Depois de olharem todos os quartos daquele andar (e de quase morrerem de susto com alguns), os dois finalmente encontraram o quarto que D. Morte usava para dormir.

– Demorô, heim! Agora vamos achar logo as calcinhas dela e vazar daqui!
– Pra que a pressa? Até que tá bem divertido explorar a casa dela!

Cebola olhou em volta, pensando em onde olhar primeiro. Havia um grande armário embutido que ele abriu e ali dentro havia as roupas da D. Morte. Eram conjuntos de capa com capuz e vestido, todos limpos, bem passados e pendurados em cabides. Ele não resistiu e pegou uma das capas.
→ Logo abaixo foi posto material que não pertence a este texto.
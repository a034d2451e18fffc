//! Equity position and lot history operations for the repository.

use sqlx::sqlite::{SqliteConnection, SqliteRow};
use sqlx::Row;
use std::str::FromStr;

use crate::domain::{
    Decimal, EquityPosition, LotEvent, LotEventKind, OwnerId, PositionId, Symbol, TimeMs, TradeId,
};
use crate::engine::LotOutcome;

use super::{decimal_column, decode_error, Repository, UnitOfWork};

/// Fields of a lot event about to be appended.
#[derive(Debug, Clone, Copy, PartialEq, Eq)]
pub struct NewLotEvent {
    pub time_ms: TimeMs,
    pub quantity_delta: i64,
    pub price: Decimal,
    pub kind: LotEventKind,
    pub trade_id: Option<TradeId>,
}

impl Repository {
    /// Get the position for an owner and symbol.
    pub async fn get_position(
        &self,
        owner: &OwnerId,
        symbol: &Symbol,
    ) -> Result<Option<EquityPosition>, sqlx::Error> {
        let mut conn = self.pool.acquire().await?;
        fetch_position(&mut conn, owner, symbol).await
    }

    /// List all positions of an owner, by symbol.
    pub async fn list_positions(&self, owner: &OwnerId) -> Result<Vec<EquityPosition>, sqlx::Error> {
        let rows = sqlx::query("SELECT * FROM equity_positions WHERE owner_id = ? ORDER BY symbol ASC")
            .bind(owner.as_str())
            .fetch_all(&self.pool)
            .await?;

        rows.iter().map(position_from_row).collect()
    }

    /// Lot history of a position in event order (time, then insertion).
    pub async fn list_lot_events(&self, position_id: PositionId) -> Result<Vec<LotEvent>, sqlx::Error> {
        let rows = sqlx::query(
            r#"
            SELECT id, position_id, event_time_ms, quantity_delta, price, event_kind, trade_id
            FROM lot_events
            WHERE position_id = ?
            ORDER BY event_time_ms ASC, id ASC
            "#,
        )
        .bind(position_id.0)
        .fetch_all(&self.pool)
        .await?;

        rows.iter().map(lot_event_from_row).collect()
    }
}

impl UnitOfWork {
    /// Take the database write lock before reading a position.
    ///
    /// A no-op update on the position key; matching zero rows still acquires
    /// the lock, so the subsequent read sees the last committed state.
    pub async fn lock_position(&mut self, owner: &OwnerId, symbol: &Symbol) -> Result<(), sqlx::Error> {
        sqlx::query("UPDATE equity_positions SET quantity = quantity WHERE owner_id = ? AND symbol = ?")
            .bind(owner.as_str())
            .bind(symbol.as_str())
            .execute(self.conn())
            .await?;
        Ok(())
    }

    pub async fn find_position(
        &mut self,
        owner: &OwnerId,
        symbol: &Symbol,
    ) -> Result<Option<EquityPosition>, sqlx::Error> {
        fetch_position(self.conn(), owner, symbol).await
    }

    pub async fn insert_position(
        &mut self,
        owner: &OwnerId,
        symbol: &Symbol,
        outcome: &LotOutcome,
    ) -> Result<EquityPosition, sqlx::Error> {
        let result = sqlx::query(
            r#"
            INSERT INTO equity_positions (owner_id, symbol, quantity, average_cost, updated_at)
            VALUES (?, ?, ?, ?, ?)
            "#,
        )
        .bind(owner.as_str())
        .bind(symbol.as_str())
        .bind(outcome.quantity)
        .bind(outcome.average_cost.to_canonical_string())
        .bind(chrono::Utc::now().timestamp_millis())
        .execute(self.conn())
        .await?;

        Ok(EquityPosition {
            id: PositionId(result.last_insert_rowid()),
            owner_id: owner.clone(),
            symbol: symbol.clone(),
            quantity: outcome.quantity,
            average_cost: outcome.average_cost,
        })
    }

    pub async fn update_position(
        &mut self,
        id: PositionId,
        outcome: &LotOutcome,
    ) -> Result<(), sqlx::Error> {
        let result = sqlx::query(
            r#"
            UPDATE equity_positions
            SET quantity = ?, average_cost = ?, updated_at = ?
            WHERE id = ?
            "#,
        )
        .bind(outcome.quantity)
        .bind(outcome.average_cost.to_canonical_string())
        .bind(chrono::Utc::now().timestamp_millis())
        .bind(id.0)
        .execute(self.conn())
        .await?;

        if result.rows_affected() == 0 {
            return Err(sqlx::Error::RowNotFound);
        }
        Ok(())
    }

    pub async fn append_lot_event(
        &mut self,
        position_id: PositionId,
        event: &NewLotEvent,
    ) -> Result<LotEvent, sqlx::Error> {
        let result = sqlx::query(
            r#"
            INSERT INTO lot_events
            (position_id, event_time_ms, quantity_delta, price, event_kind, trade_id)
            VALUES (?, ?, ?, ?, ?, ?)
            "#,
        )
        .bind(position_id.0)
        .bind(event.time_ms.as_ms())
        .bind(event.quantity_delta)
        .bind(event.price.to_canonical_string())
        .bind(event.kind.as_str())
        .bind(event.trade_id.map(|t| t.0))
        .execute(self.conn())
        .await?;

        Ok(LotEvent {
            id: result.last_insert_rowid(),
            position_id,
            time_ms: event.time_ms,
            quantity_delta: event.quantity_delta,
            price: event.price,
            kind: event.kind,
            trade_id: event.trade_id,
        })
    }
}

async fn fetch_position(
    conn: &mut SqliteConnection,
    owner: &OwnerId,
    symbol: &Symbol,
) -> Result<Option<EquityPosition>, sqlx::Error> {
    let row = sqlx::query("SELECT * FROM equity_positions WHERE owner_id = ? AND symbol = ?")
        .bind(owner.as_str())
        .bind(symbol.as_str())
        .fetch_optional(&mut *conn)
        .await?;

    row.as_ref().map(position_from_row).transpose()
}

fn position_from_row(row: &SqliteRow) -> Result<EquityPosition, sqlx::Error> {
    Ok(EquityPosition {
        id: PositionId(row.try_get("id")?),
        owner_id: OwnerId(row.try_get("owner_id")?),
        symbol: Symbol(row.try_get("symbol")?),
        quantity: row.try_get("quantity")?,
        average_cost: decimal_column(row, "average_cost")?,
    })
}

fn lot_event_from_row(row: &SqliteRow) -> Result<LotEvent, sqlx::Error> {
    let kind: String = row.try_get("event_kind")?;
    let kind = LotEventKind::from_str(&kind).map_err(|e| {
        decode_error(
            "event_kind",
            std::io::Error::new(std::io::ErrorKind::InvalidData, e),
        )
    })?;

    Ok(LotEvent {
        id: row.try_get("id")?,
        position_id: PositionId(row.try_get("position_id")?),
        time_ms: TimeMs::new(row.try_get("event_time_ms")?),
        quantity_delta: row.try_get("quantity_delta")?,
        price: decimal_column(row, "price")?,
        kind,
        trade_id: row.try_get::<Option<i64>, _>("trade_id")?.map(TradeId),
    })
}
– Haha! Espera só o pessoal ver isso! Tira mais fotos aí, Cascão!
– Você ainda vai matar a gente, escuta só o que eu tô falando!

Após colocar a capa no lugar cuidadosamente, ele foi examinar a penteadeira e ficou surpreso com a quantidade de apetrechos de maquiagem que tinha ali. Batons, perfumes e outras parafernálias que as garotas usavam como maquiagem e eles não conheciam.

(Cascão) – Rapaz, tem até escova!
(Cebola) – Sério? Ué, será que ela tem cabelo?
(Cascão) – Sei lá, a escova tá toda limpa...
(Cebola) – Então deve ser só pra enfeite. Vamos continuar procurando. Deixa eu ver... onde as mulheres guardam as roupas íntimas?
(Cascão) – Er... debaixo da cama?

Cebola resolveu procurar nas gavetas do armário e encontrou ali algo que ele não esperava.

– Ué, a D. Morte usa bermudão? – Cascão perguntou vendo Cebola examinando uma grande peça enfeitada com desenhos de caveiras.
– Que bermuda que nada, isso é uma ceroula!
– Credo! Esse treco enorme aí? Acho que nem minha avó usava isso!

Ele balançou a cabeça, muito desapontado. Aquilo era um pouco maior do que suas bermudas e não oferecia grandes possibilidades de deixar DC humilhado na frente de todos.

– Porcaria, será que não tem nenhuma calcinha por aqui?

Cascão fez uma careta.

– Cara, sério mesmo que você quer ver o DC usando essas coisas?
– É isso ou eu tenho que desistir da Mônica. Deixa eu olhar as outras gavetas...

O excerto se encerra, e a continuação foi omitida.